En serie
No me gustan lo robots. Aunque empiezo a confiar más en ellos que en la mayoría de los seres humanos. No me gustan porque están programados y me recuerdan que yo también lo estoy, desde la cuna.
No me gustan lo robots. Aunque empiezo a confiar más en ellos que en la mayoría de los seres humanos. No me gustan porque están programados y me recuerdan que yo también lo estoy, desde la cuna.

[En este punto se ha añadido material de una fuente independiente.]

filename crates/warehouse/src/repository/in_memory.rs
//! Process-local product store, used when no database is configured and as
//! the backing store in tests.

use crate::{
    abstract_trait::product::repository::{
        ProductCommandRepositoryTrait, ProductFilter, ProductQueryRepositoryTrait,
    },
    model::product::{NewProduct, Product as ProductModel},
};
use async_trait::async_trait;
use shared::errors::RepositoryError;
use std::collections::BTreeMap;
use tokio::sync::RwLock;

#[derive(Debug, Default)]
struct Store {
    rows: BTreeMap<i64, ProductModel>,
    last_id: i64,
}

#[derive(Debug, Default)]
pub struct InMemoryProductRepository {
    store: RwLock<Store>,
}

impl InMemoryProductRepository {
    pub fn new() -> Self {
        Self::default()
    }

    /// Seeds `(name, in_stock, reserved)` rows with ids `1..=n`.
    pub fn with_products(products: &[(&str, i64, i64)]) -> Self {
        let mut store = Store::default();
        for (name, in_stock_quantity, reserved_quantity) in products {
            store.last_id += 1;
            store.rows.insert(
                store.last_id,
                ProductModel {
                    id: store.last_id,
                    name: name.to_string(),
                    in_stock_quantity: *in_stock_quantity,
                    reserved_quantity: *reserved_quantity,
                },
            );
        }

        Self {
            store: RwLock::new(store),
        }
    }
}

#[async_trait]
impl ProductQueryRepositoryTrait for InMemoryProductRepository {
    async fn find_by_id(&self, id: i64) -> Result<Option<ProductModel>, RepositoryError> {
        Ok(self.store.read().await.rows.get(&id).cloned())
    }

    async fn query(&self, filter: &ProductFilter) -> Result<Vec<ProductModel>, RepositoryError> {
        let store = self.store.read().await;
        Ok(store
            .rows
            .values()
            .filter(|p| filter.matches(p))
            .cloned()
            .collect())
    }
}

#[async_trait]
impl ProductCommandRepositoryTrait for InMemoryProductRepository {
    async fn insert(&self, product: &NewProduct) -> Result<ProductModel, RepositoryError> {
        let mut store = self.store.write().await;

        if store.rows.values().any(|p| p.name == product.name) {
            return Err(RepositoryError::Conflict(format!(
                "product name '{}' already exists",
                product.name
            )));
        }

        store.last_id += 1;
        let created = ProductModel {
            id: store.last_id,
            name: product.name.clone(),
            in_stock_quantity: product.in_stock_quantity,
            reserved_quantity: product.reserved_quantity,
        };
        store.rows.insert(created.id, created.clone());

        Ok(created)
    }

    async fn update_quantities(
        &self,
        expected: &ProductModel,
        updated: &ProductModel,
    ) -> Result<ProductModel, RepositoryError> {
        let mut store = self.store.write().await;

        let row = store
            .rows
            .get_mut(&expected.id)
            .ok_or(RepositoryError::NotFound)?;

        if row.in_stock_quantity != expected.in_stock_quantity
            || row.reserved_quantity != expected.reserved_quantity
        {
            return Err(RepositoryError::Conflict(format!(
                "product {} was modified concurrently",
                expected.id
            )));
        }

        row.in_stock_quantity = updated.in_stock_quantity;
        row.reserved_quantity = updated.reserved_quantity;

        Ok(row.clone())
    }
}
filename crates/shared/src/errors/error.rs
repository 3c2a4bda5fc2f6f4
use serde::Serialize;
use utoipa::ToSchema;

#[derive(Debug, Serialize, ToSchema)]
pub struct ErrorResponse {
    pub status: String,
    pub message: String,
}

impl ErrorResponse {
    pub fn new(message: impl Into<String>) -> Self {
        Self {
            status: "error".into(),
            message: message.into(),
        }
    }
}
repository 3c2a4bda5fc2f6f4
use crate::di::{DependenciesInject, StorageBackend};
use prometheus_client::registry::Registry;
use shared::utils::{SystemMetrics, run_metrics_collector};
use std::{fmt, sync::Arc};

#[derive(Clone)]
pub struct AppState {
    pub di_container: DependenciesInject,
    pub registry: Arc<Registry>,
    pub system_metrics: Arc<SystemMetrics>,
}

impl fmt::Debug for AppState {
    fn fmt(&self, f: &mut fmt::Formatter<'_>) -> fmt::Result {
        f.debug_struct("AppState")
            .field("registry", &self.registry)
            .field("system_metrics", &self.system_metrics)
            .finish()
    }
}

impl AppState {
    /// Wires services over `backend` and starts the process metrics collector.
    /// Must be called from within a tokio runtime.
    pub fn new(backend: StorageBackend) -> Self {
        let mut registry = Registry::default();
        let system_metrics = Arc::new(SystemMetrics::new());

        let di_container = DependenciesInject::new(backend, &mut registry);

        registry.register_metrics(&system_metrics);

        tokio::spawn(run_metrics_collector(system_metrics.clone()));

        Self {
            di_container,
            registry: Arc::new(registry),
            system_metrics,
        }
    }
}

trait MetricsRegister {
    fn register_metrics(&mut self, metrics: &SystemMetrics);
}

impl MetricsRegister for Registry {
    fn register_metrics(&mut self, metrics: &SystemMetrics) {
        metrics.register(self);
    }
}
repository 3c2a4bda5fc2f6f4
pub mod json;
use crate::{
    abstract_trait::product::repository::{ProductFilter, ProductQueryRepositoryTrait},
    model::product::Product as ProductModel,
};
use async_trait::async_trait;
use shared::{config::ConnectionPool, errors::RepositoryError};
use tracing::{error, info};

#[derive(Clone)]
pub struct ProductQueryRepository {
    db: ConnectionPool,
}

impl ProductQueryRepository {
    pub fn new(db: ConnectionPool) -> Self {
        Self { db }
    }
}

#[async_trait]
impl ProductQueryRepositoryTrait for ProductQueryRepository {
    async fn find_by_id(&self, id: i64) -> Result<Option<ProductModel>, RepositoryError> {
        let mut conn = self.db.acquire().await.map_err(|e| {
            error!("❌ Failed to acquire DB connection: {:?}", e);
            RepositoryError::from(e)
        })?;

        let product = sqlx::query_as::<_, ProductModel>(
            r#"
            SELECT id, name, in_stock_quantity, reserved_quantity
            FROM products
            WHERE id = $1
            "#,
        )
        .bind(id)
        .fetch_optional(&mut *conn)
        .await
        .map_err(|e| {
            error!("❌ Failed to fetch product {id}: {:?}", e);
            RepositoryError::from(e)
        })?;

        Ok(product)
    }

    async fn query(&self, filter: &ProductFilter) -> Result<Vec<ProductModel>, RepositoryError> {
        let mut conn = self.db.acquire().await.map_err(|e| {
            error!("❌ Failed to acquire DB connection: {:?}", e);
            RepositoryError::from(e)
        })?;

        let rows = match filter {
            ProductFilter::InStock => {
                sqlx::query_as::<_, ProductModel>(
                    r#"
                    SELECT id, name, in_stock_quantity, reserved_quantity
                    FROM products
                    WHERE in_stock_quantity > 0
                      AND in_stock_quantity > reserved_quantity
                    ORDER BY id
                    "#,
                )
                .fetch_all(&mut *conn)
                .await
            }
            ProductFilter::NamePrefix(prefix) => {
                sqlx::query_as::<_, ProductModel>(
                    r#"
                    SELECT id, name, in_stock_quantity, reserved_quantity
                    FROM products
                    WHERE left(name, char_length($1)) = $1
                    ORDER BY id
                    "#,
                )
                .bind(prefix)
                .fetch_all(&mut *conn)
                .await
            }
        }
        .map_err(|e| {
            error!("❌ Failed to query products ({filter:?}): {:?}", e);
            RepositoryError::from(e)
        })?;

        info!("🔍 {filter:?} matched {} products", rows.len());
        Ok(rows)
    }
}
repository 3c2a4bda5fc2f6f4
pub mod abstract_trait;
pub mod config;
pub mod di;
pub mod domain;
pub mod handler;
pub mod middleware;
pub mod model;
pub mod repository;
pub mod service;
pub mod state;
mod logs;
mod metrics;
mod shutdown;

pub use self::logs::init_logger;
pub use self::metrics::{Method, Metrics, Status, SystemMetrics, run_metrics_collector};
pub use self::shutdown::shutdown_signal;
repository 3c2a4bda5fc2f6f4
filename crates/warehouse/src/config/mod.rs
pub mod myconfig;
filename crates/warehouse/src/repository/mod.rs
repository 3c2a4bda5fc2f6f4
mod command;
mod in_memory;
mod query;

pub use self::command::ProductCommandRepository;
pub use self::in_memory::InMemoryProductRepository;
pub use self::query::ProductQueryRepository;
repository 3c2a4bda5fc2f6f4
mod command;
pub mod naming;
mod query;
pub mod stock;

pub use self::command::ProductCommandService;
pub use self::query::ProductQueryService;
use crate::model::product::Product as ProductModel;
use async_trait::async_trait;
use shared::errors::RepositoryError;
use std::sync::Arc;

pub type DynProductQueryRepository = Arc<dyn ProductQueryRepositoryTrait + Send + Sync>;

/// Predicate over product fields that every store can evaluate, either in
/// memory through [`ProductFilter::matches`] or translated to SQL.
#[derive(Debug, Clone, PartialEq, Eq)]
pub enum ProductFilter {
    /// `in_stock_quantity > 0 && in_stock_quantity > reserved_quantity`
    InStock,
    /// Case-sensitive `name.starts_with(prefix)`.
    NamePrefix(String),
}

impl ProductFilter {
    pub fn matches(&self, product: &ProductModel) -> bool {
        match self {
            ProductFilter::InStock => {
                product.in_stock_quantity > 0
                    && product.in_stock_quantity > product.reserved_quantity
            }
            ProductFilter::NamePrefix(prefix) => product.name.starts_with(prefix.as_str()),
        }
    }
}

#[async_trait]
pub trait ProductQueryRepositoryTrait {
    async fn find_by_id(&self, id: i64) -> Result<Option<ProductModel>, RepositoryError>;
    async fn query(&self, filter: &ProductFilter) -> Result<Vec<ProductModel>, RepositoryError>;
}
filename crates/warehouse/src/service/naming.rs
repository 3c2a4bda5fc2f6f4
//! Explorer-style disambiguation of product names: `Foo`, `Foo (1)`, `Foo (2)`, ...

use std::collections::HashSet;

/// Parses a trailing `(<digits>)` token, e.g. `Foo (12)` yields `12`.
fn trailing_counter(name: &str) -> Option<u64> {
    let inner = name.strip_suffix(')')?;
    let open = inner.rfind('(')?;
    let digits = &inner[open + 1..];

    if digits.is_empty() || !digits.bytes().all(|b| b.is_ascii_digit()) {
        return None;
    }
    digits.parse().ok()
}

/// Picks the name to store for `base`, given every existing name that
/// starts with it.
///
/// With no matches the name is used as is. Otherwise the highest trailing
/// counter across all matches is bumped by one, so the first collision
/// yields `(1)` even when none of the matches carries a counter. Counters
/// too large to parse are skipped when picking the highest, then stepped
/// over if the bumped name happens to be one of them.
pub fn unique_name<'a, I>(base: &str, existing: I) -> String
where
    I: IntoIterator<Item = &'a str>,
{
    let taken: HashSet<&str> = existing.into_iter().collect();
    if taken.is_empty() {
        return base.to_string();
    }

    let highest = taken
        .iter()
        .filter_map(|name| trailing_counter(name))
        .max()
        .unwrap_or(0);

    // u64::MAX + 1 must still be representable
    let mut next = u128::from(highest) + 1;
    loop {
        let candidate = format!("{base} ({next})");
        if !taken.contains(candidate.as_str()) {
            return candidate;
        }
        next += 1;
    }
}
use crate::errors::{error::ErrorResponse, repository::RepositoryError, service::ServiceError};
use axum::{
    Json,
    extract::rejection::JsonRejection,
    http::StatusCode,
    response::{IntoResponse, Response},
};

#[derive(Debug)]
pub enum HttpError {
    BadRequest(String),
    UnprocessableEntity(String),
    NotFound(String),
    Conflict(String),
    UnsupportedMediaType(String),
    Internal(String),
}

impl From<ServiceError> for HttpError {
    fn from(err: ServiceError) -> Self {
        match err {
            ServiceError::Repo(repo_err) => match repo_err {
                RepositoryError::NotFound => HttpError::NotFound("Not found".into()),
                RepositoryError::Conflict(msg) => HttpError::Conflict(msg),
                RepositoryError::Sqlx(_) => HttpError::Internal("Database error".into()),
                RepositoryError::Custom(msg) => HttpError::Internal(msg),
            },
            ServiceError::Internal(msg) => HttpError::Internal(msg),
        }
    }
}

impl From<JsonRejection> for HttpError {
    fn from(rejection: JsonRejection) -> Self {
        let message = rejection.body_text();
        match rejection.status() {
            StatusCode::UNPROCESSABLE_ENTITY => HttpError::UnprocessableEntity(message),
            StatusCode::UNSUPPORTED_MEDIA_TYPE => HttpError::UnsupportedMediaType(message),
            _ => HttpError::BadRequest(message),
        }
    }
}

impl IntoResponse for HttpError {
    fn into_response(self) -> Response {
        let (status, msg) = match self {
            HttpError::BadRequest(msg) => (StatusCode::BAD_REQUEST, msg),
            HttpError::UnprocessableEntity(msg) => (StatusCode::UNPROCESSABLE_ENTITY, msg),
            HttpError::NotFound(msg) => (StatusCode::NOT_FOUND, msg),
            HttpError::Conflict(msg) => (StatusCode::CONFLICT, msg),
            HttpError::UnsupportedMediaType(msg) => (StatusCode::UNSUPPORTED_MEDIA_TYPE, msg),
            HttpError::Internal(msg) => (StatusCode::INTERNAL_SERVER_ERROR, msg),
        };

        (status, Json(ErrorResponse::new(msg))).into_response()
    }
}

#[cfg(test)]
mod tests {
    use super::*;

    #[test]
    fn repository_conflict_maps_to_409() {
        let err = HttpError::from(ServiceError::Repo(RepositoryError::Conflict(
            "product 1 was modified concurrently".into(),
        )));
        assert_eq!(err.into_response().status(), StatusCode::CONFLICT);
    }

    #[test]
    fn database_errors_are_not_leaked() {
        let err = HttpError::from(ServiceError::Repo(RepositoryError::Sqlx(
            sqlx::Error::PoolTimedOut,
        )));
        match err {
            HttpError::Internal(msg) => assert_eq!(msg, "Database error"),
            other => panic!("unexpected mapping: {other:?}"),
        }
    }
}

No me gustan lo robots. Aunque empiezo a confiar más en ellos que en la mayoría de los seres humanos. No me gustan porque están programados y me recuerdan que yo también lo estoy, desde la cuna. Porque poco a poco empiezan a hacer todas las cosas que yo hago, incluso hamburguesas. Porque me hacen pensar en lo vulnerables y sustituibles que somos, la especie más imperfecta y egocéntrica que habita la Tierra. No me gustan sobre todo porque creo que nos parecemos peligrosamente a ellos.
Detesto el metal, me gusta la piel y la carne. Me gusta que las hamburguesas las hagan las personas. Que los tomates los corten las manos y que los dedos amasen el pan. Me gustan los seres que respiran y se salen del programa, desde la cuna hasta la tumba, los que se visten de colores que no existen, los que dicen lo que no toca. Me gusta lo efímero, lo imperfecto, lo que no se calcula. Lo que surge por generación espontánea. Me gusta la vida que un día se muere. La que tiene sangre y pupilas y sesos.
No quiero voces metálicas ni corazones de trapo ni respiradores ni antenas. Quiero ignorancia natural en lugar de inteligencia artificial. Quiero pensar que el pensamiento no lo controlan las máquinas y que nuestros sueños los fabricamos nosotros en vez de los otros. Pero asusta saber, al mirar esta foto, que aunque tengamos dedos y manos y pupilas y sesos, quizás no seamos tan diferentes de esas frías ollas circulares de orejas redondas y patas amarillas. Fabricados en serie. Nacidos y desaparecidos en serie.